*DATASET RECORDS:*
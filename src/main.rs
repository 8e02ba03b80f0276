//! Local walkthrough of the session coordinator over in-memory collaborators.

use std::sync::Arc;

use synjoint_session::content::{Article, NewArticle, NewPosting, Posting};
use synjoint_session::memory::{MemoryContentStore, MemoryIdentityProvider, TracingNavigator, TracingNotifier};
use synjoint_session::{Collaborators, Coordinator, SessionConfig};

#[tokio::main]
async fn main() {
    tracing_subscriber::fmt::init();

    match dotenvy::dotenv() {
        Ok(path) => tracing::info!(path = %path.display(), "loaded .env"),
        Err(e) if e.not_found() => {}
        Err(e) => tracing::warn!(error = %e, "failed to read .env"),
    }

    let config = match SessionConfig::from_env() {
        Ok(config) => config,
        Err(e) => {
            tracing::error!(error = %e, "invalid session config");
            std::process::exit(1);
        }
    };
    tracing::info!(%config, "session config loaded");

    let identity = Arc::new(MemoryIdentityProvider::new());
    let admin_email = format!("editor@{}", config.admin_domain);
    let editor_id = identity.seed_account(&admin_email, "change-me", Some("Editor"));
    if let Err(e) = identity.set_profile_row(&editor_id, serde_json::json!({ "role": "admin", "count": 1 })) {
        tracing::warn!(error = %e, "editor profile not stored");
    }

    let navigator = Arc::new(TracingNavigator::default());
    let coordinator = Coordinator::new(
        config,
        Collaborators {
            identity: identity.clone(),
            articles: Arc::new(MemoryContentStore::<Article>::default()),
            postings: Arc::new(MemoryContentStore::<Posting>::default()),
            navigator: navigator.clone(),
            notifier: Arc::new(TracingNotifier),
        },
    );
    coordinator.start().await;

    // Wrong password first, then the real one.
    coordinator.login(&admin_email, "guess").await;
    coordinator.login(&admin_email, "change-me").await;
    let mut auth = coordinator.watch_auth();
    if auth.wait_for(|state| state.user.is_some()).await.is_err() {
        tracing::error!("coordinator closed before sign-in completed");
        return;
    }

    coordinator
        .add_article(NewArticle {
            title: "Hello from Synjoint".into(),
            excerpt: "First post".into(),
            content: "We are live.".into(),
            category: "News".into(),
            image: None,
        })
        .await;
    coordinator
        .add_posting(NewPosting {
            title: "Backend engineer".into(),
            department: "Engineering".into(),
            location: "Remote".into(),
            employment_type: "Full-time".into(),
            description: "Own the content pipeline.".into(),
            requirements: vec!["Rust".into(), "Postgres".into()],
        })
        .await;
    tracing::info!(
        articles = coordinator.articles().len(),
        postings = coordinator.postings().len(),
        route = navigator.current().as_deref(),
        "content published"
    );

    coordinator.logout().await;
    coordinator.shutdown().await;
}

*PROBLEM:* Could you return the lines in the entries above that contain "postings"?

*EXERCISE SOLUTION:*
            postings: Arc::new(MemoryContentStore::<Posting>::default()),
        postings = coordinator.postings().len(),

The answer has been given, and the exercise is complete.